While many won't be taxed if they qualify for hardship exemptions, many other wage-strapped Americans will be, even though they're having a hard time making ends meet in Obama's anemic economy.
In foreign policy, Obama will go down in history for presiding over the worst human rights debacle since the end of the Cold War in Russia's military seizure of eastern Ukraine.
Since last year, the Ukrainian government has pleaded for the U.S. to give it the weapons needed to turn back the Russian invasion of this sovereign country. But Obama did not lift a finger militarily to help a people Vladimir Putin has long targeted for annexation in his dreams of rebuilding a Greater Russia.
Of course, European leaders didn't help either, entering into a phony cease-fire agreement with Putin that had all of the hallmarks of another "Munich." The plan allowed the Russian dictator continued control of the territory he had seized. Then, this week, he took control of more territory, with Russian troops and separatists fighting side by side against poorly equipped Ukraine forces.
A little more than a week ago, Obama said he was still considering Ukraine's growing pleas for weapons, but he did nothing. Instead, he naively hoped for "a diplomatic solution" with Putin, who knew he had nothing to fear from Obama's impotent sanctions.

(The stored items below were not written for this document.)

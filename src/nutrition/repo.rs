use anyhow::Context;
use async_trait::async_trait;
use time::OffsetDateTime;
use uuid::Uuid;

use super::repo_types::{HistoryRecord, NewHistory};
use crate::store::PgStore;

#[async_trait]
pub trait HistoryRepo: Send + Sync {
    async fn insert_history(&self, new: NewHistory<'_>) -> anyhow::Result<HistoryRecord>;
    /// Newest first.
    async fn list_history(&self, user_id: Uuid) -> anyhow::Result<Vec<HistoryRecord>>;
    /// Records with `from <= created_at < to`, newest first.
    async fn list_history_between(
        &self,
        user_id: Uuid,
        from: OffsetDateTime,
        to: OffsetDateTime,
    ) -> anyhow::Result<Vec<HistoryRecord>>;
    async fn find_history(&self, id: Uuid) -> anyhow::Result<Option<HistoryRecord>>;
    async fn count_history(&self, user_id: Uuid) -> anyhow::Result<i64>;
    async fn delete_history(&self, id: Uuid) -> anyhow::Result<()>;
    async fn delete_history_for_user(&self, user_id: Uuid) -> anyhow::Result<u64>;
}

#[async_trait]
impl HistoryRepo for PgStore {
    async fn insert_history(&self, new: NewHistory<'_>) -> anyhow::Result<HistoryRecord> {
        let rec = sqlx::query_as::<_, HistoryRecord>(
            r#"
            INSERT INTO history (user_id, food_name, ingredients, preparation, nutrition_result)
            VALUES ($1, $2, $3, $4, $5)
            RETURNING id, user_id, food_name, ingredients, preparation, nutrition_result, created_at
            "#,
        )
        .bind(new.user_id)
        .bind(new.food_name)
        .bind(new.ingredients)
        .bind(new.preparation)
        .bind(new.nutrition_result)
        .fetch_one(&self.db)
        .await
        .context("insert history")?;
        Ok(rec)
    }

    async fn list_history(&self, user_id: Uuid) -> anyhow::Result<Vec<HistoryRecord>> {
        let rows = sqlx::query_as::<_, HistoryRecord>(
            r#"
            SELECT id, user_id, food_name, ingredients, preparation, nutrition_result, created_at
              FROM history
             WHERE user_id = $1
             ORDER BY created_at DESC
            "#,
        )
        .bind(user_id)
        .fetch_all(&self.db)
        .await
        .context("list history")?;
        Ok(rows)
    }

    async fn list_history_between(
        &self,
        user_id: Uuid,
        from: OffsetDateTime,
        to: OffsetDateTime,
    ) -> anyhow::Result<Vec<HistoryRecord>> {
        let rows = sqlx::query_as::<_, HistoryRecord>(
            r#"
            SELECT id, user_id, food_name, ingredients, preparation, nutrition_result, created_at
              FROM history
             WHERE user_id = $1 AND created_at >= $2 AND created_at < $3
             ORDER BY created_at DESC
            "#,
        )
        .bind(user_id)
        .bind(from)
        .bind(to)
        .fetch_all(&self.db)
        .await
        .context("list history in window")?;
        Ok(rows)
    }

    async fn find_history(&self, id: Uuid) -> anyhow::Result<Option<HistoryRecord>> {
        let row = sqlx::query_as::<_, HistoryRecord>(
            r#"
            SELECT id, user_id, food_name, ingredients, preparation, nutrition_result, created_at
              FROM history
             WHERE id = $1
            "#,
        )
        .bind(id)
        .fetch_optional(&self.db)
        .await
        .context("find history")?;
        Ok(row)
    }

    async fn count_history(&self, user_id: Uuid) -> anyhow::Result<i64> {
        let (n,): (i64,) = sqlx::query_as("SELECT COUNT(*) FROM history WHERE user_id = $1")
            .bind(user_id)
            .fetch_one(&self.db)
            .await
            .context("count history")?;
        Ok(n)
    }

    async fn delete_history(&self, id: Uuid) -> anyhow::Result<()> {
        sqlx::query("DELETE FROM history WHERE id = $1")
            .bind(id)
            .execute(&self.db)
            .await
            .context("delete history")?;
        Ok(())
    }

    async fn delete_history_for_user(&self, user_id: Uuid) -> anyhow::Result<u64> {
        let res = sqlx::query("DELETE FROM history WHERE user_id = $1")
            .bind(user_id)
            .execute(&self.db)
            .await
            .context("delete history for user")?;
        Ok(res.rows_affected())
    }
}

Even the arch-liberal Washington Post, one of Obama's earliest supporters, expressed disgust at the way he had turned his back on the crisis.
Obama had "frequently boasted of leading a collective U.S.-European response. But he stood back last week" as France and Germany "negotiated the give-away of eastern Ukraine to Mr. Putin," the Post said in a critical editorial rebuking Obama's "strategic patience."
Perhaps the most cogent analysis of the shameful way the president has handled this crisis, as well as the rise of global terrorism, was delivered by Jeb Bush in a strong foreign policy speech Wednesday to the Chicago Council on Global Affairs.
"Our words and actions must match so that the entire world knows that we say what we mean and mean what we say. There should be no gap there. This administration talks, but the words fade. They draw red lines and then erase them. With grandiosity, they announce resets and then disengage," Bush said.
"America does not have the luxury of withdrawing from the world -- our security, our prosperity and our values demand that we remain engaged and involved in often distant places," he said.
Tragically, in Ukraine's bleakest hour, they asked only that we give them the weapons to defend themselves as a free people. Ignoring their pleas for help will forever stain Obama's hopelessly disengaged presidency.